Bellatrix, poco acostumbrada pues su obsesión con la magia eliminó su interés en la socialización, se dejó abrazar. En esa ocasión, muchos años después de su primer encuentro, fue él quien se aferró a ella con todas sus fuerzas, sin ningún deseo ni intención de soltarla. Aún así, un minuto después, tuvo que intentar recuperar la compostura. La miró a los ojos muy de cerca, sin saber qué preguntar primero.

—¿Qué tal estás? ¿Por qué has venido? ¿Cómo has conseguido encontrarme? ¿Qué ha pasado con...?

—Puedo contestar a todo eso ahora —le interrumpió ella— o nos largamos de aquí y ya vemos luego.

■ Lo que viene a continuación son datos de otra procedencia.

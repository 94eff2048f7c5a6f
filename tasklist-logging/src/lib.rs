//! Logging initialisation for the tasklist workspace
//!
//! All crates log through `tracing`; this crate installs the global
//! subscriber from a [`LoggingConfig`].

pub mod init;

pub use init::{build_env_filter, init_logging_from_config, init_simple_tracing};
pub use tasklist_config::LoggingConfig;
//! Typed access to job variables

use serde::de::DeserializeOwned;
use serde::{Deserialize, Serialize};
use serde_json::{Map, Number, Value as JsonValue};

use crate::error::JobError;

/// A job variable value with an explicit type tag
#[derive(Debug, Clone, PartialEq, Serialize, Deserialize)]
#[serde(untagged)]
pub enum VariableValue {
    Null,
    Boolean(bool),
    Number(Number),
    String(String),
    Array(Vec<JsonValue>),
    Object(Map<String, JsonValue>),
}

impl VariableValue {
    pub fn type_name(&self) -> &'static str {
        match self {
            VariableValue::Null => "null",
            VariableValue::Boolean(_) => "boolean",
            VariableValue::Number(_) => "number",
            VariableValue::String(_) => "string",
            VariableValue::Array(_) => "array",
            VariableValue::Object(_) => "object",
        }
    }

    pub fn is_null(&self) -> bool {
        matches!(self, VariableValue::Null)
    }

    pub fn as_str(&self) -> Option<&str> {
        match self {
            VariableValue::String(s) => Some(s),
            _ => None,
        }
    }
}

impl From<JsonValue> for VariableValue {
    fn from(value: JsonValue) -> Self {
        match value {
            JsonValue::Null => VariableValue::Null,
            JsonValue::Bool(b) => VariableValue::Boolean(b),
            JsonValue::Number(n) => VariableValue::Number(n),
            JsonValue::String(s) => VariableValue::String(s),
            JsonValue::Array(a) => VariableValue::Array(a),
            JsonValue::Object(o) => VariableValue::Object(o),
        }
    }
}

impl From<VariableValue> for JsonValue {
    fn from(value: VariableValue) -> Self {
        match value {
            VariableValue::Null => JsonValue::Null,
            VariableValue::Boolean(b) => JsonValue::Bool(b),
            VariableValue::Number(n) => JsonValue::Number(n),
            VariableValue::String(s) => JsonValue::String(s),
            VariableValue::Array(a) => JsonValue::Array(a),
            VariableValue::Object(o) => JsonValue::Object(o),
        }
    }
}

/// Borrowed view over a job's variable map
#[derive(Debug, Clone, Copy)]
pub struct JobVariables<'a> {
    inner: &'a Map<String, JsonValue>,
}

impl<'a> JobVariables<'a> {
    pub fn new(inner: &'a Map<String, JsonValue>) -> Self {
        Self { inner }
    }

    pub fn contains(&self, name: &str) -> bool {
        self.inner.contains_key(name)
    }

    pub fn names(&self) -> impl Iterator<Item = &'a str> {
        let inner = self.inner;
        inner.keys().map(String::as_str)
    }

    /// Raw value of a variable; absent variables read as `Null`
    pub fn value(&self, name: &str) -> VariableValue {
        self.inner
            .get(name)
            .cloned()
            .map(VariableValue::from)
            .unwrap_or(VariableValue::Null)
    }

    /// Extract a variable that must be present and non-null
    pub fn require<T: DeserializeOwned>(&self, name: &str) -> Result<T, JobError> {
        match self.inner.get(name) {
            None => Err(JobError::mapping(name, "variable is missing")),
            Some(JsonValue::Null) => Err(JobError::mapping(name, "variable is null")),
            Some(value) => convert(name, value),
        }
    }

    /// Extract a variable that may be absent or null
    pub fn optional<T: DeserializeOwned>(&self, name: &str) -> Result<Option<T>, JobError> {
        match self.inner.get(name) {
            None | Some(JsonValue::Null) => Ok(None),
            Some(value) => convert(name, value).map(Some),
        }
    }

    /// Deserialize the whole variable map into a struct
    pub fn bind<T: DeserializeOwned>(&self) -> Result<T, JobError> {
        T::deserialize(&JsonValue::Object(self.inner.clone()))
            .map_err(|e| JobError::mapping("*", e.to_string()))
    }
}

fn convert<T: DeserializeOwned>(name: &str, value: &JsonValue) -> Result<T, JobError> {
    T::deserialize(value).map_err(|e| {
        JobError::mapping(
            name,
            format!(
                "cannot convert {} value: {}",
                VariableValue::from(value.clone()).type_name(),
                e
            ),
        )
    })
}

No hubo más que hablar. Grindelwald tomó su mano y ella se echó a reír mientras corría por los intrincados pasillos de piedra de aquella prisión. Al principio el mago creyó que los perseguían y por eso corrían, pero pronto comprendió que Bellatrix estaba un poquito trastornada y simplemente se divertía así. Por tanto, se dejó llevar. Recorrieron una serie de corredores que parecían infinitos casi en completa oscuridad. Al fin, en uno de los giros el mago distinguió luz natural. Comprobó que había un enorme boquete en el muro.

—¡Ya estamos! —exclamó la bruja.

Se acercaron al borde y el aliento del mago se cortó al ver la noche estrellada sobre los Alpes. Para alguien que llevaba tanto tiempo encerrado, esa imagen tan hermosa casi hizo que se le saltaran las lágrimas. Sintió el viento azotar su rostro y revolver su cabello y respiró profundamente intentando saborear su ansiada libertad. Bellatrix agitó su varita y de ella emergieron unas chispas doradas que se suspendieron en el aire. Pocos segundos después, un imponente thestral se acercó volando hasta ellos. La bruja se subió de un salto.

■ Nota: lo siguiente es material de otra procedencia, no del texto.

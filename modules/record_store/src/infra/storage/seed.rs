//! Demo catalog loaded into an empty database

use super::entity::{catalog, recording, store, store_inventory};
use sea_orm::ActiveValue::{NotSet, Set};
use sea_orm::{ActiveModelTrait, DatabaseConnection, EntityTrait, PaginatorTrait, TransactionTrait};

struct DemoRecording {
    title: &'static str,
    artist: &'static str,
    genre: &'static str,
    subgenre: &'static str,
    release_year: i32,
    publisher: &'static str,
    media_type: &'static str,
    retail_price_cents: i64,
}

const RECORDINGS: &[DemoRecording] = &[
    DemoRecording {
        title: "Thriller",
        artist: "Michael Jackson",
        genre: "Pop",
        subgenre: "Dance-pop",
        release_year: 1982,
        publisher: "Epic",
        media_type: "CD",
        retail_price_cents: 1200,
    },
    DemoRecording {
        title: "Back in Black",
        artist: "AC/DC",
        genre: "Rock",
        subgenre: "Hard Rock",
        release_year: 1980,
        publisher: "Atlantic",
        media_type: "Vinyl",
        retail_price_cents: 1500,
    },
    DemoRecording {
        title: "The Dark Side of the Moon",
        artist: "Pink Floyd",
        genre: "Rock",
        subgenre: "Progressive Rock",
        release_year: 1973,
        publisher: "Harvest",
        media_type: "CD",
        retail_price_cents: 1300,
    },
    DemoRecording {
        title: "Abbey Road",
        artist: "The Beatles",
        genre: "Rock",
        subgenre: "Pop Rock",
        release_year: 1969,
        publisher: "Apple",
        media_type: "Vinyl",
        retail_price_cents: 1800,
    },
    DemoRecording {
        title: "Kind of Blue",
        artist: "Miles Davis",
        genre: "Jazz",
        subgenre: "Modal Jazz",
        release_year: 1959,
        publisher: "Columbia",
        media_type: "CD",
        retail_price_cents: 1100,
    },
    DemoRecording {
        title: "Nevermind",
        artist: "Nirvana",
        genre: "Rock",
        subgenre: "Grunge",
        release_year: 1991,
        publisher: "DGC",
        media_type: "CD",
        retail_price_cents: 1400,
    },
    DemoRecording {
        title: "Highway to Hell",
        artist: "AC/DC",
        genre: "Rock",
        subgenre: "Hard Rock",
        release_year: 1979,
        publisher: "Atlantic",
        media_type: "Flash Drive",
        retail_price_cents: 900,
    },
];

/// (name, address, phone, [(recording index, wholesale cents, sales count, in stock)])
type DemoStore = (&'static str, &'static str, &'static str, &'static [(usize, i64, i32, i32)]);

const STORES: &[DemoStore] = &[
    (
        "Central Music Store",
        "1 Main St",
        "555-0100",
        &[
            (0, 800, 120, 25),
            (1, 1100, 85, 15),
            (2, 900, 95, 0),
            (3, 1300, 70, 10),
            (4, 750, 50, 5),
            (5, 1000, 110, 0),
        ],
    ),
    (
        "Music World",
        "42 Lenin Ave",
        "555-0142",
        &[(0, 820, 100, 20), (2, 920, 85, 5), (4, 780, 60, 0), (6, 600, 45, 12)],
    ),
];

/// Insert the demo catalog, stores and inventory unless recordings already exist
///
/// Returns whether anything was written.
pub async fn seed_demo_data(db: &DatabaseConnection) -> anyhow::Result<bool> {
    if recording::Entity::find().count(db).await? > 0 {
        tracing::info!("Database already has recordings, skipping demo data");
        return Ok(false);
    }

    let txn = db.begin().await?;

    let mut recording_ids = Vec::with_capacity(RECORDINGS.len());
    for demo in RECORDINGS {
        let created = recording::ActiveModel {
            id: NotSet,
            title: Set(demo.title.to_string()),
            artist: Set(demo.artist.to_string()),
            genre: Set(demo.genre.to_string()),
            subgenre: Set(Some(demo.subgenre.to_string())),
            release_year: Set(demo.release_year),
            publisher: Set(demo.publisher.to_string()),
            media_type: Set(demo.media_type.to_string()),
            image_url: Set(super::mapper::DEFAULT_IMAGE.to_string()),
        }
        .insert(&txn)
        .await?;

        catalog::ActiveModel {
            id: NotSet,
            recording_id: Set(created.id),
            retail_price_cents: Set(demo.retail_price_cents),
            media_type: Set(demo.media_type.to_string()),
        }
        .insert(&txn)
        .await?;

        recording_ids.push(created.id);
    }

    for (name, address, phone, stock) in STORES {
        let created = store::ActiveModel {
            id: NotSet,
            name: Set(name.to_string()),
            address: Set(address.to_string()),
            phone: Set(phone.to_string()),
        }
        .insert(&txn)
        .await?;

        for &(index, wholesale_cents, sales_count, in_stock) in stock.iter() {
            let recording_id = recording_ids
                .get(index)
                .copied()
                .ok_or_else(|| anyhow::anyhow!("demo inventory refers to recording #{}", index))?;

            store_inventory::ActiveModel {
                id: NotSet,
                store_id: Set(created.id),
                recording_id: Set(recording_id),
                wholesale_price_cents: Set(wholesale_cents),
                in_stock: Set(in_stock),
                sales_count: Set(sales_count),
            }
            .insert(&txn)
            .await?;
        }
    }

    txn.commit().await?;
    tracing::info!(
        recordings = RECORDINGS.len(),
        stores = STORES.len(),
        "Demo data loaded"
    );
    Ok(true)
}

—¡Vamos! —le gritó al mago tendiéndole la mano de nuevo— ¡No hagas esperar a Pesadilla!

Totalmente desconcertado y sin estar seguro de que aquello no fuese un sueño, Grindelwald montó tras ella. Sin necesidad de indicaciones, el animal alzó el vuelo hasta superar los altos picos de las montañas alpinas. Mientras las sobrevolaban, el mago (agarrado a la cintura de Bellatrix) se giró y observó como Nurmengard se hacía cada vez más y más pequeño... hasta desaparecer.

—¡Rumbo a la libertad! —declaró Bellatrix para después soltar una carcajada.